[INPUT RECORDS — start]

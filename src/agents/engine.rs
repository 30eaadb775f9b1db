//! Delegation engine: per-request orchestration for a hydrated agent.
//!
//! # Algorithm
//! 1. Short-circuit on missing credential, blank message, or exhausted depth
//! 2. With downstream peers: one routing call, then either answer locally or
//!    delegate to the chosen peer at `depth + 1`
//! 3. Without peers: a single chat call, with a tool listing if the agent has tools
//!
//! The engine always returns reply text. LLM failures are folded into a canned
//! error reply here; peer failures arrive as text from the delegation tool.

use std::sync::Arc;

use thiserror::Error;

use super::routing::{extract_reason, parse_routing_decision, routing_prompt, RoutingDecision};
use super::AgentConfig;
use crate::config::Config;
use crate::llm::{ChatMessage, LlmClient};
use crate::tools::{find_delegation_tool, PeerClient, Tool};

pub const EMPTY_MESSAGE_REPLY: &str = "Please provide a non-empty 'message' field.";
pub const DEPTH_LIMIT_REPLY: &str = "Delegation depth limit reached. Please refine your request.";

#[derive(Debug, Error)]
pub enum EngineError {
    #[error("{0}")]
    Llm(#[from] anyhow::Error),

    #[error("LLM returned an empty response")]
    EmptyResponse,
}

pub struct DelegationEngine {
    llm: Arc<dyn LlmClient>,
    peer_client: PeerClient,
    model: String,
    max_delegation_depth: u32,
    llm_enabled: bool,
}

impl DelegationEngine {
    pub fn new(config: &Config, llm: Arc<dyn LlmClient>, peer_client: PeerClient) -> Self {
        Self {
            llm,
            peer_client,
            model: config.default_model.clone(),
            max_delegation_depth: config.max_delegation_depth,
            llm_enabled: config.llm_enabled(),
        }
    }

    pub fn max_delegation_depth(&self) -> u32 {
        self.max_delegation_depth
    }

    /// Produce the reply for `user_message` addressed to `config` at hop `depth`.
    pub async fn process_request(&self, config: &AgentConfig, user_message: &str, depth: u32) -> String {
        tracing::debug!("Processing request for agent '{}' at depth {}", config.id, depth);

        if !self.llm_enabled {
            tracing::warn!("LLM API key is not configured. Set OPENAI_API_KEY to enable replies.");
            return format!(
                "I am {} (Agent ID: {}). However, I cannot process your request because \
                 the LLM API key is not configured. Please set the OPENAI_API_KEY environment variable. \
                 Your message was: '{}'",
                config.name, config.id, user_message
            );
        }

        if user_message.trim().is_empty() {
            return EMPTY_MESSAGE_REPLY.to_string();
        }

        if depth > self.max_delegation_depth {
            tracing::warn!(
                "Agent '{}' refused request at depth {} (max {})",
                config.id,
                depth,
                self.max_delegation_depth
            );
            return DEPTH_LIMIT_REPLY.to_string();
        }

        let result = if config.has_peers() {
            self.orchestrate(config, user_message, depth).await
        } else if config.tools.is_empty() {
            self.simple_chat(config, user_message).await
        } else {
            tracing::debug!(
                "Agent '{}' has {} tools available, describing them in the prompt",
                config.id,
                config.tools.len()
            );
            self.chat_with_tools(config, user_message).await
        };

        match result {
            Ok(reply) => reply,
            Err(e) => {
                tracing::error!("Error processing request for agent '{}': {}", config.id, e);
                format!(
                    "Error processing request: {}. Please check the server logs for more details.",
                    e
                )
            }
        }
    }

    /// One system + user exchange.
    async fn chat(&self, system: &str, user: &str) -> Result<String, EngineError> {
        let messages = [ChatMessage::system(system), ChatMessage::user(user)];
        let response = self.llm.chat_completion(&self.model, &messages).await?;
        response.content.ok_or(EngineError::EmptyResponse)
    }

    async fn simple_chat(&self, config: &AgentConfig, user_message: &str) -> Result<String, EngineError> {
        self.chat(config.system_prompt(), user_message).await
    }

    /// Routing call first, then act on the decision.
    async fn orchestrate(
        &self,
        config: &AgentConfig,
        user_message: &str,
        depth: u32,
    ) -> Result<String, EngineError> {
        let prompt = routing_prompt(&config.downstream_peers);
        let raw = self.chat(&prompt, user_message).await?;
        let decision = parse_routing_decision(&raw, &config.downstream_peers);
        let reason = extract_reason(&raw);

        tracing::info!(
            agent = %config.id,
            depth,
            reason = reason.as_deref().unwrap_or("-"),
            "Routing decision: {:?}",
            decision
        );

        match decision {
            RoutingDecision::SelfAnswer => self.simple_chat(config, user_message).await,
            RoutingDecision::Peer(peer_id) => {
                let Some(tool) = find_delegation_tool(&config.tools, &peer_id) else {
                    return Ok(format!(
                        "Unable to delegate to {} because delegation is not configured.",
                        peer_id
                    ));
                };
                let reply = tool
                    .call_agent(&self.peer_client, user_message, depth.saturating_add(1))
                    .await;
                Ok(format!("Delegated to {}:\n{}", peer_id, reply))
            }
        }
    }

    /// Single call with the agent's tools described in the system prompt; nothing is invoked.
    async fn chat_with_tools(&self, config: &AgentConfig, user_message: &str) -> Result<String, EngineError> {
        self.chat(&tool_prompt(config), user_message).await
    }
}

/// The agent's system prompt followed by a human-readable tool listing.
pub(crate) fn tool_prompt(config: &AgentConfig) -> String {
    let mut prompt = String::from(config.system_prompt());
    prompt.push_str("\n\nYou have access to the following tools:\n");

    for tool in &config.tools {
        match tool {
            Tool::PeerDelegation(_) => {
                prompt.push_str("- callAgent(peerId, query): Delegate to specialist agents: ");
                prompt.push_str(&config.downstream_peers.join(", "));
                prompt.push('\n');
            }
            Tool::Weather(_) => {
                prompt.push_str(&format!("- {}(location): {}\n", tool.name(), tool.description()));
            }
        }
    }

    prompt.push_str(
        "\nFor now, please indicate which agent you would delegate to and what you would ask them.",
    );
    prompt
}

#[cfg(test)]
mod tests {
    use super::*;
    use crate::config::DEMO_API_KEY;
    use crate::llm::ScriptedLlmClient;
    use crate::store::AgentRecord;
    use crate::tools::ToolFactory;

    fn engine_with(llm: &ScriptedLlmClient, config: &Config) -> DelegationEngine {
        DelegationEngine::new(config, Arc::new(llm.clone()), PeerClient::new())
    }

    fn test_config() -> Config {
        Config::new("sk-test", "http://127.0.0.1:1")
    }

    fn agent(record: AgentRecord) -> AgentConfig {
        AgentConfig::hydrate(record, &ToolFactory::new("http://127.0.0.1:1"))
    }

    #[tokio::test]
    async fn demo_key_short_circuits_without_llm() {
        let llm = ScriptedLlmClient::echo();
        let engine = engine_with(&llm, &Config::new(DEMO_API_KEY, "http://127.0.0.1:1"));
        let bot = agent(AgentRecord::new("bot", "Bot"));

        let reply = engine.process_request(&bot, "hello there", 0).await;
        assert!(reply.starts_with("I am Bot (Agent ID: bot)."));
        assert!(reply.contains("Your message was: 'hello there'"));
        assert_eq!(llm.call_count(), 0);
    }

    #[tokio::test]
    async fn blank_message_is_rejected() {
        let llm = ScriptedLlmClient::echo();
        let engine = engine_with(&llm, &test_config());
        let bot = agent(AgentRecord::new("bot", "Bot"));

        assert_eq!(engine.process_request(&bot, "   ", 0).await, EMPTY_MESSAGE_REPLY);
        assert_eq!(llm.call_count(), 0);
    }

    #[tokio::test]
    async fn depth_beyond_limit_skips_llm() {
        let llm = ScriptedLlmClient::echo();
        let engine = engine_with(&llm, &test_config().with_max_delegation_depth(2));
        let router = agent(AgentRecord::new("r", "R").with_peers(["x"]));

        for depth in [3, 4, 100] {
            assert_eq!(engine.process_request(&router, "hi", depth).await, DEPTH_LIMIT_REPLY);
        }
        assert_eq!(llm.call_count(), 0);

        // At the limit itself the request is still served.
        let bot = agent(AgentRecord::new("bot", "Bot"));
        assert_eq!(engine.process_request(&bot, "hi", 2).await, "echo:hi");
    }

    #[tokio::test]
    async fn simple_chat_uses_system_prompt() {
        let llm = ScriptedLlmClient::echo();
        let engine = engine_with(&llm, &test_config());
        let bot = agent(AgentRecord::new("bot", "Bot").with_system_prompt("You are helpful."));

        assert_eq!(engine.process_request(&bot, "hi", 0).await, "echo:hi");
        let calls = llm.calls();
        assert_eq!(calls.len(), 1);
        assert_eq!(calls[0].system, "You are helpful.");
        assert_eq!(calls[0].user, "hi");
    }

    #[tokio::test]
    async fn routing_call_precedes_self_answer() {
        let llm = ScriptedLlmClient::new(|system, user| {
            if system.starts_with("You are a strict routing engine") {
                Ok(r#"{"target":"SELF","reason":"greeting"}"#.to_string())
            } else {
                Ok(format!("local:{}", user))
            }
        });
        let engine = engine_with(&llm, &test_config());
        let router = agent(
            AgentRecord::new("router", "Router")
                .with_system_prompt("You coordinate.")
                .with_peers(["billing", "tech"]),
        );

        assert_eq!(engine.process_request(&router, "hello", 0).await, "local:hello");
        let calls = llm.calls();
        assert_eq!(calls.len(), 2);
        assert!(calls[0].system.contains("[billing, tech]"));
        assert_eq!(calls[1].system, "You coordinate.");
    }

    #[tokio::test]
    async fn chosen_peer_without_tool_is_reported() {
        let llm = ScriptedLlmClient::new(|_, _| Ok(r#"{"target":"billing"}"#.to_string()));
        let engine = engine_with(&llm, &test_config());
        let mut router = agent(AgentRecord::new("router", "Router").with_peers(["billing"]));
        router.tools.clear();

        assert_eq!(
            engine.process_request(&router, "refund please", 0).await,
            "Unable to delegate to billing because delegation is not configured."
        );
        assert_eq!(llm.call_count(), 1);
    }

    #[tokio::test]
    async fn unreachable_peer_is_folded_into_reply() {
        let llm = ScriptedLlmClient::new(|_, _| Ok(r#"{"target":"billing"}"#.to_string()));
        let engine = engine_with(&llm, &test_config());
        let router = agent(AgentRecord::new("router", "Router").with_peers(["billing"]));

        let reply = engine.process_request(&router, "refund please", 0).await;
        assert!(
            reply.starts_with("Delegated to billing:\nError: Unable to reach the billing agent. "),
            "unexpected reply: {}",
            reply
        );
    }

    #[tokio::test]
    async fn delegation_at_max_depth_saturates() {
        let llm = ScriptedLlmClient::new(|_, _| Ok(r#"{"target":"billing"}"#.to_string()));
        let engine = engine_with(&llm, &test_config().with_max_delegation_depth(u32::MAX));
        let router = agent(AgentRecord::new("router", "Router").with_peers(["billing"]));

        let reply = engine.process_request(&router, "refund please", u32::MAX).await;
        assert!(reply.starts_with("Delegated to billing:\n"), "unexpected reply: {}", reply);
    }

    #[tokio::test]
    async fn llm_failure_becomes_error_reply() {
        let llm = ScriptedLlmClient::new(|_, _| anyhow::bail!("upstream exploded"));
        let engine = engine_with(&llm, &test_config());
        let bot = agent(AgentRecord::new("bot", "Bot"));

        assert_eq!(
            engine.process_request(&bot, "hi", 0).await,
            "Error processing request: upstream exploded. Please check the server logs for more details."
        );
    }

    #[tokio::test]
    async fn tool_augmented_chat_lists_tools() {
        let llm = ScriptedLlmClient::new(|_, _| Ok("I'd check the weather.".to_string()));
        let engine = engine_with(&llm, &test_config());
        let forecaster = agent(
            AgentRecord::new("wx", "Forecaster")
                .with_system_prompt("You talk about weather.")
                .with_tools(["weather"]),
        );

        assert_eq!(
            engine.process_request(&forecaster, "rain?", 0).await,
            "I'd check the weather."
        );
        let system = &llm.calls()[0].system;
        assert!(system.starts_with("You talk about weather.\n\nYou have access to the following tools:\n"));
        assert!(system.contains("- getWeather(location): Get the current weather for a location\n"));
        assert!(system.ends_with("what you would ask them."));
    }

    #[test]
    fn tool_prompt_describes_delegation() {
        let config = agent(AgentRecord::new("a", "A").with_peers(["billing", "tech"]));
        let prompt = tool_prompt(&config);
        assert_eq!(
            prompt
                .matches("- callAgent(peerId, query): Delegate to specialist agents: billing, tech\n")
                .count(),
            2
        );
    }
}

[INPUT RECORDS — finish]

PROBLEM TO SOLVE:
Lines of the material may hold the string "EngineError". Copy each one that does.

SOLUTION BELOW:
pub enum EngineError {
    async fn chat(&self, system: &str, user: &str) -> Result<String, EngineError> {
        response.content.ok_or(EngineError::EmptyResponse)
    async fn simple_chat(&self, config: &AgentConfig, user_message: &str) -> Result<String, EngineError> {
    ) -> Result<String, EngineError> {
    async fn chat_with_tools(&self, config: &AgentConfig, user_message: &str) -> Result<String, EngineError> {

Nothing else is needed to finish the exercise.